Studio album by Brooke Candy
- Released: October 25, 2024
- Genres: Hip house; electro house; experimental pop; electroclash;
- Length: 27:40
- Producers: Cole M.G.N.; Liam Benayon; Slush Puppy; Jon Santana; Cecile Believe; Jordan Palmer; Leo Jupiter; 444BOY; Mads Mason; Jahs;

Brooke Candy chronology
| Candyland (2024) | Spiral (2024) |  |

Singles from Spiral
- "Next Bitch" Released: September 6, 2024;

= Spiral (Brooke Candy album) =

Spiral (stylized in all caps) is the third studio album by American rapper Brooke Candy, released on October 25, 2024. It serves as a companion piece to her sophomore studio album Candyland (2024), consisting largely of songs originating from recording sessions of the album.

Spiral has been described as Brooke Candy's last fully pop album, incorporating themes inspired by Candy's mental health and leaning into a noisier sound than showcased in her previous outputs.

==Background==
Amidst a nearly three-year long hiatus from releasing music, Candy revealed in a November 2021 interview with Inked that she had been invited back into the studio by producers and old collaborators and was preparing a follow-up to her debut album, Sexorcism (2019).

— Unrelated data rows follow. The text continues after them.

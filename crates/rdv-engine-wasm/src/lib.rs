//! WASM bindings for rdv-engine.
//!
//! Exposes end-time derivation, conflict checks, free start times, and
//! waiting-room ordering to the browser front end via `wasm-bindgen`. All
//! complex types are passed as JSON strings in the same record shapes the
//! engine deserializes.
//!
//! ## Build process
//!
//! ```sh
//! cargo build -p rdv-engine-wasm --target wasm32-unknown-unknown --release
//! wasm-bindgen --target web --out-dir web/src/wasm/ \
//!   target/wasm32-unknown-unknown/release/rdv_engine_wasm.wasm
//! ```

use chrono::{NaiveDate, NaiveDateTime};
use rdv_engine::{
    Booking, EntryId, FreeSlot, Interval, PractitionerId, ProposedSlot, QueueStats, TimeOfDay,
    WaitingEntry, WaitingRoom,
};
use serde::Serialize;
use wasm_bindgen::prelude::*;

// ---------------------------------------------------------------------------
// Serde-friendly DTOs for crossing the WASM boundary as JSON
// ---------------------------------------------------------------------------

#[derive(Serialize)]
#[serde(rename_all = "camelCase")]
struct QueueLineDto<'a> {
    #[serde(flatten)]
    entry: &'a WaitingEntry,
    elapsed_minutes: i64,
    progress_percent: f64,
}

#[derive(Serialize)]
struct QueueDto<'a> {
    entries: Vec<QueueLineDto<'a>>,
    stats: QueueStats,
}

// ---------------------------------------------------------------------------
// Helpers
// ---------------------------------------------------------------------------

fn js_err(e: impl std::fmt::Display) -> JsValue {
    JsValue::from_str(&e.to_string())
}

fn to_json<T: Serialize>(value: &T) -> Result<String, JsValue> {
    serde_json::to_string(value)
        .map_err(|e| JsValue::from_str(&format!("Serialization error: {}", e)))
}

/// Parse `now` the same way waiting-entry arrivals are parsed, so
/// `new Date().toISOString()` works for both.
fn parse_datetime(s: &str) -> Result<NaiveDateTime, JsValue> {
    rdv_engine::waiting::parse_local_datetime(s)
        .map_err(|e| JsValue::from_str(&format!("Invalid datetime '{}': {}", s, e)))
}

fn parse_date(s: &str) -> Result<NaiveDate, JsValue> {
    s.parse::<NaiveDate>()
        .map_err(|e| JsValue::from_str(&format!("Invalid date '{}': {}", s, e)))
}

fn parse_bookings_json(json: &str) -> Result<Vec<Booking>, JsValue> {
    serde_json::from_str(json).map_err(|e| JsValue::from_str(&format!("Invalid bookings JSON: {}", e)))
}

// ---------------------------------------------------------------------------
// WASM exports
// ---------------------------------------------------------------------------

/// End time (`"HH:MM"`) of an appointment starting at `start` lasting `duration_minutes`.
#[wasm_bindgen(js_name = "computeEndTime")]
pub fn compute_end_time(start: &str, duration_minutes: u32) -> Result<String, JsValue> {
    let start: TimeOfDay = start.parse().map_err(js_err)?;
    let end = rdv_engine::end_time(start, duration_minutes).map_err(js_err)?;
    Ok(end.to_string())
}

/// Whether a proposed slot overlaps an existing booking.
///
/// `bookings_json` is an array of booking records; `proposed_json` is a
/// `{practitionerId, date, start, durationMinutes, editing?}` object. The end
/// is always derived from start and duration.
#[wasm_bindgen(js_name = "hasConflict")]
pub fn has_conflict(bookings_json: &str, proposed_json: &str) -> Result<bool, JsValue> {
    let bookings = parse_bookings_json(bookings_json)?;
    let slot: ProposedSlot = serde_json::from_str(proposed_json)
        .map_err(|e| JsValue::from_str(&format!("Invalid proposed slot JSON: {}", e)))?;
    rdv_engine::check_slot(&bookings, &slot).map_err(js_err)
}

/// Candidate start times still free for the practitioner on `date`.
///
/// Returns a JSON array of `"HH:MM"` strings, drawn from the default booking
/// form start times. Ids are 64-bit, so `practitioner_id` is a `BigInt` on
/// the JS side.
#[wasm_bindgen(js_name = "availableStarts")]
pub fn available_starts(
    bookings_json: &str,
    practitioner_id: PractitionerId,
    date: &str,
    duration_minutes: u32,
) -> Result<String, JsValue> {
    let bookings = parse_bookings_json(bookings_json)?;
    let date = parse_date(date)?;
    let free = rdv_engine::available_starts(
        &bookings,
        practitioner_id,
        date,
        duration_minutes,
        &rdv_engine::DEFAULT_START_TIMES,
    );
    to_json(&free)
}

/// Free gaps for the practitioner on `date` between `window_start` and `window_end`.
///
/// Returns a JSON array of `{start, end, durationMinutes}` objects.
/// `practitioner_id` is a `BigInt` on the JS side.
#[wasm_bindgen(js_name = "freeSlots")]
pub fn free_slots(
    bookings_json: &str,
    practitioner_id: PractitionerId,
    date: &str,
    window_start: &str,
    window_end: &str,
) -> Result<String, JsValue> {
    let bookings = parse_bookings_json(bookings_json)?;
    let date = parse_date(date)?;
    let start: TimeOfDay = window_start.parse().map_err(js_err)?;
    let end: TimeOfDay = window_end.parse().map_err(js_err)?;
    let window = Interval::new(start, end).map_err(js_err)?;

    let slots: Vec<FreeSlot> = rdv_engine::free_slots(&bookings, practitioner_id, date, window);
    to_json(&slots)
}

/// Pairs of bookings that already overlap.
#[wasm_bindgen(js_name = "findDoubleBookings")]
pub fn find_double_bookings(bookings_json: &str) -> Result<String, JsValue> {
    let bookings = parse_bookings_json(bookings_json)?;
    to_json(&rdv_engine::find_conflicts(&bookings))
}

/// Order a waiting room at `now`, optionally calling an entry first.
///
/// `entries_json` is an array of waiting entries. Returns
/// `{entries: [...], stats: {...}}` where each entry carries its
/// `elapsedMinutes` and `progressPercent` at `now`. `call` is a `BigInt`
/// entry id, or `undefined`.
#[wasm_bindgen(js_name = "reorderQueue")]
pub fn reorder_queue(
    entries_json: &str,
    now: &str,
    call: Option<EntryId>,
) -> Result<String, JsValue> {
    let entries: Vec<WaitingEntry> = serde_json::from_str(entries_json)
        .map_err(|e| JsValue::from_str(&format!("Invalid waiting entries JSON: {}", e)))?;
    let now = parse_datetime(now)?;

    let mut room = WaitingRoom::new(entries, now).map_err(js_err)?;
    if let Some(id) = call {
        room.call(id).map_err(js_err)?;
    }

    let lines = room
        .entries()
        .iter()
        .map(|entry| {
            let elapsed_minutes = room.elapsed_minutes(entry);
            QueueLineDto {
                entry,
                elapsed_minutes,
                progress_percent: rdv_engine::wait_progress_percent(elapsed_minutes),
            }
        })
        .collect();

    to_json(&QueueDto {
        entries: lines,
        stats: room.stats(),
    })
}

After the release of four songs dubbed "a string of horny singles" throughout 2022 and 2023, Candy released her second studio album, Candyland, on July 25, 2024, and embarked on an accompanying tour throughout North America in promotion of the album.

Upon the release of the third single from the album "Block", Candy revealed that she was planning on releasing Candyland as a double album, with the second volume releasing later in the year. On August 15, 2024, she clarified that the aforementioned second half would instead be released as her third studio album, Spiral, initially slated for release on October 4, 2024.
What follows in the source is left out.